**BRIEF:** Comb the records below for the string "math" and copy each line where it turns up.

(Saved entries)
○ ○ ○ ○ ○

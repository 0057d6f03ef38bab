//! JSON reports for replayed scripts and saved vault states.

use serde::Serialize;

use ember_core::error::VaultError;
use ember_core::types::{EpochSnapshot, Member, MultiplierParams};
use ember_vault::{VaultState, VaultTotals};

use crate::script::{format_units, Simulation, StepOutcome};

#[derive(Debug, Serialize)]
pub struct MemberReport {
    pub label: String,
    pub account: String,
    pub balance: String,
    pub earned: String,
    pub claimable: String,
    pub multiplier_points: String,
    pub multiplier_bps: u64,
    pub stake_wallet: String,
    pub reward_wallet: String,
}

#[derive(Debug, Serialize)]
pub struct TotalsReport {
    pub total_staked: String,
    pub pending_deposits: String,
    pub total_allocated: String,
    pub undistributed: String,
    pub base_booked: String,
    pub bonus_booked: String,
    pub total_claimed: String,
    pub reserve_funded: String,
    pub bonus_paid: String,
    pub bonus_budget: String,
    pub reward_custody: String,
}

impl TotalsReport {
    fn new(t: &VaultTotals, reward_custody: u128) -> Result<Self, VaultError> {
        Ok(Self {
            total_staked: format_units(t.total_staked),
            pending_deposits: format_units(t.pending_deposits),
            total_allocated: format_units(t.total_allocated),
            undistributed: format_units(t.undistributed),
            base_booked: format_units(t.base_booked),
            bonus_booked: format_units(t.bonus_booked),
            total_claimed: format_units(t.total_claimed),
            reserve_funded: format_units(t.reserve_funded),
            bonus_paid: format_units(t.bonus_paid),
            bonus_budget: format_units(t.bonus_budget()?),
            reward_custody: format_units(reward_custody),
        })
    }
}

#[derive(Debug, Serialize)]
pub struct RunReport {
    pub epoch: u64,
    pub multiplier: MultiplierParams,
    pub members: Vec<MemberReport>,
    pub totals: TotalsReport,
    pub steps: Vec<StepOutcome>,
}

impl RunReport {
    /// Build the report for every labelled account that holds a member record.
    pub fn build(sim: &Simulation, steps: Vec<StepOutcome>) -> Result<Self, VaultError> {
        let vault = &sim.vault;
        let stake = vault.stake_asset().ok_or(VaultError::NotInitialized)?;
        let reward = vault.reward_asset().ok_or(VaultError::NotInitialized)?;

        let mut members = Vec::new();
        for (label, account) in &sim.labels {
            let Some(member) = vault.members(account) else {
                continue;
            };
            members.push(MemberReport {
                label: label.clone(),
                account: account.to_string(),
                balance: format_units(member.balance),
                earned: format_units(vault.earned(account)?),
                claimable: format_units(vault.claimable(account)?),
                multiplier_points: format_units(vault.get_multiplier_points(account)?),
                multiplier_bps: vault.get_multiplier(account)?,
                stake_wallet: format_units(stake.balance_of(account)),
                reward_wallet: format_units(reward.balance_of(account)),
            });
        }

        Ok(Self {
            epoch: vault.current_epoch(),
            multiplier: vault.multiplier_params(),
            members,
            totals: TotalsReport::new(&vault.totals(), reward.custody())?,
            steps,
        })
    }
}

#[derive(Debug, Serialize)]
pub struct StateMember {
    pub account: String,
    #[serde(flatten)]
    pub member: Member,
}

/// A saved state rendered with hex account ids.
#[derive(Debug, Serialize)]
pub struct StateReport {
    pub multiplier: MultiplierParams,
    pub totals: VaultTotals,
    pub epochs: Vec<EpochSnapshot>,
    pub members: Vec<StateMember>,
}

impl From<&VaultState> for StateReport {
    fn from(state: &VaultState) -> Self {
        Self {
            multiplier: state.multiplier,
            totals: state.totals,
            epochs: state.ledger.iter().copied().collect(),
            members: state
                .members
                .iter()
                .map(|(account, member)| StateMember { account: account.to_string(), member: *member })
                .collect(),
        }
    }
}
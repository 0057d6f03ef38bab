//! Vault constants. All amounts are in base units (1 token = 10^18 units).

/// One whole token in base units.
pub const UNIT: u128 = 1_000_000_000_000_000_000;

/// Fixed-point scale of the cumulative reward-per-share accumulator.
pub const REWARD_PRECISION: u128 = 1_000_000_000_000_000_000;

/// Basis-point denominator. 10 000 BPS = 1.0×.
pub const BPS_PRECISION: u64 = 10_000;

/// Multiplier factor of a member with no loyalty (1.0×).
pub const MULTIPLIER_BASE_BPS: u64 = BPS_PRECISION;

/// Multiplier growth per accruing epoch (+1.25% per epoch).
///
/// With the default cap the ceiling is reached after 100 accruing epochs.
pub const MULTIPLIER_RATE_PER_EPOCH_BPS: u64 = 125;

/// Ceiling of the loyalty multiplier (2.25×).
pub const MULTIPLIER_CAP_BPS: u64 = 22_500;
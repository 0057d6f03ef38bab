//! Vault state snapshots.
//!
//! A [`VaultState`] holds everything the accounting depends on: the ledger,
//! the member store, the aggregates and the multiplier parameters the
//! members were settled under. Collaborators are not part of it.
//!
//! Encoded with bincode's standard config and prefixed by a format version.

use std::path::Path;

use serde::{Deserialize, Serialize};

use ember_core::error::VaultError;
use ember_core::ledger::EpochLedger;
use ember_core::math;
use ember_core::members::MemberStore;
use ember_core::types::MultiplierParams;

use crate::vault::VaultTotals;

/// Snapshot format version.
pub const STATE_VERSION: u32 = 1;

#[derive(Clone, Debug, PartialEq, Eq, Serialize, Deserialize, bincode::Encode, bincode::Decode)]
pub struct VaultState {
    pub ledger: EpochLedger,
    pub members: MemberStore,
    pub totals: VaultTotals,
    pub multiplier: MultiplierParams,
}

impl VaultState {
    /// Encode as `version || bincode(state)`.
    pub fn to_bytes(&self) -> Result<Vec<u8>, VaultError> {
        let cfg = bincode::config::standard();
        let mut out = bincode::encode_to_vec(STATE_VERSION, cfg).map_err(snapshot)?;
        out.extend(bincode::encode_to_vec(self, cfg).map_err(snapshot)?);
        Ok(out)
    }

    /// Decode bytes produced by [`to_bytes`](Self::to_bytes) and verify them.
    pub fn from_bytes(bytes: &[u8]) -> Result<Self, VaultError> {
        let cfg = bincode::config::standard();
        let (version, read): (u32, usize) = bincode::decode_from_slice(bytes, cfg).map_err(snapshot)?;
        if version != STATE_VERSION {
            return Err(VaultError::Snapshot(format!("unsupported state version {version}")));
        }
        let (state, used): (VaultState, usize) =
            bincode::decode_from_slice(&bytes[read..], cfg).map_err(snapshot)?;
        if read + used != bytes.len() {
            return Err(VaultError::Snapshot("trailing bytes after state".into()));
        }
        state.verify()?;
        Ok(state)
    }

    pub fn save(&self, path: &Path) -> Result<(), VaultError> {
        std::fs::write(path, self.to_bytes()?).map_err(|e| VaultError::Snapshot(format!("{}: {e}", path.display())))
    }

    pub fn load(path: &Path) -> Result<Self, VaultError> {
        let bytes = std::fs::read(path).map_err(|e| VaultError::Snapshot(format!("{}: {e}", path.display())))?;
        Self::from_bytes(&bytes)
    }

    /// Check internal consistency.
    ///
    /// The ledger must be well formed and every member checkpoint must sit
    /// on it. The aggregates must match the member records: staked balance,
    /// frozen deposits, and pending plus claimed reward against what was
    /// booked.
    pub fn verify(&self) -> Result<(), VaultError> {
        self.ledger.verify().map_err(|e| VaultError::Snapshot(format!("ledger: {e}")))?;
        self.multiplier
            .validate()
            .map_err(|e| VaultError::Snapshot(format!("multiplier: {e}")))?;

        let len = self.ledger.current_index();
        let mut frozen = 0u128;
        let mut pending = 0u128;
        let mut pending_bonus = 0u128;
        for (account, m) in self.members.iter() {
            if m.checkpoint_index > len || m.stake_epoch_index > m.checkpoint_index {
                return Err(VaultError::Snapshot(format!(
                    "member {account} checkpoint {} stake epoch {} beyond ledger length {len}",
                    m.checkpoint_index, m.stake_epoch_index
                )));
            }
            let cumulative = self.ledger.cumulative_at(m.checkpoint_index).map_err(snapshot)?;
            if m.reward_per_share_checkpoint != cumulative.reward_per_share {
                return Err(VaultError::Snapshot(format!(
                    "member {account} reward per share {} off ledger value {} at epoch {}",
                    m.reward_per_share_checkpoint, cumulative.reward_per_share, m.checkpoint_index
                )));
            }
            if m.deposit_window_open() && m.eligible_balance > m.balance {
                return Err(VaultError::Snapshot(format!("member {account} eligible balance above balance")));
            }
            if m.pending_bonus > m.pending_reward {
                return Err(VaultError::Snapshot(format!("member {account} pending bonus above pending reward")));
            }
            frozen = math::add(frozen, m.frozen_balance(len)).map_err(snapshot)?;
            pending = math::add(pending, m.pending_reward).map_err(snapshot)?;
            pending_bonus = math::add(pending_bonus, m.pending_bonus).map_err(snapshot)?;
        }

        let t = &self.totals;
        let total = self
            .members
            .total_balance()
            .ok_or_else(|| VaultError::Snapshot("member balances overflow".into()))?;
        if total != t.total_staked {
            return Err(VaultError::Snapshot(format!(
                "total staked {} does not match member balances {total}",
                t.total_staked
            )));
        }
        if frozen != t.pending_deposits {
            return Err(VaultError::Snapshot(format!(
                "pending deposits {} do not match frozen member stake {frozen}",
                t.pending_deposits
            )));
        }

        let distributed = math::sub(t.total_allocated, t.undistributed)
            .map_err(|_| VaultError::Snapshot("undistributed exceeds total allocated".into()))?;
        if t.base_booked > distributed {
            return Err(VaultError::Snapshot("base reward booked exceeds distributed allocations".into()));
        }
        let booked = math::add(t.base_booked, t.bonus_booked).map_err(snapshot)?;
        if math::add(pending, t.total_claimed).map_err(snapshot)? != booked {
            return Err(VaultError::Snapshot("pending plus claimed reward does not match booked reward".into()));
        }
        if math::add(pending_bonus, t.bonus_paid).map_err(snapshot)? != t.bonus_booked {
            return Err(VaultError::Snapshot("pending plus paid bonus does not match booked bonus".into()));
        }
        t.bonus_budget()
            .map_err(|_| VaultError::Snapshot("bonus paid exceeds undistributed and reserve funding".into()))?;
        Ok(())
    }
}

fn snapshot(e: impl std::fmt::Display) -> VaultError {
    VaultError::Snapshot(e.to_string())
}
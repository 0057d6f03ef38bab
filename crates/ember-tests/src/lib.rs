//! Scenario and adversarial test suite for the Ember vault.
//!
//! Integration tests drive the full vault through its public operations
//! with in-memory token collaborators and check the accounting invariants
//! end to end.

pub mod helpers;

○ ○ ○ ○ ○

**PROBLEM SOLUTION:**
use ember_core::math;
            frozen = math::add(frozen, m.frozen_balance(len)).map_err(snapshot)?;
            pending = math::add(pending, m.pending_reward).map_err(snapshot)?;
            pending_bonus = math::add(pending_bonus, m.pending_bonus).map_err(snapshot)?;
        let distributed = math::sub(t.total_allocated, t.undistributed)
        let booked = math::add(t.base_booked, t.bonus_booked).map_err(snapshot)?;
        if math::add(pending, t.total_claimed).map_err(snapshot)? != booked {
        if math::add(pending_bonus, t.bonus_paid).map_err(snapshot)? != t.bonus_booked {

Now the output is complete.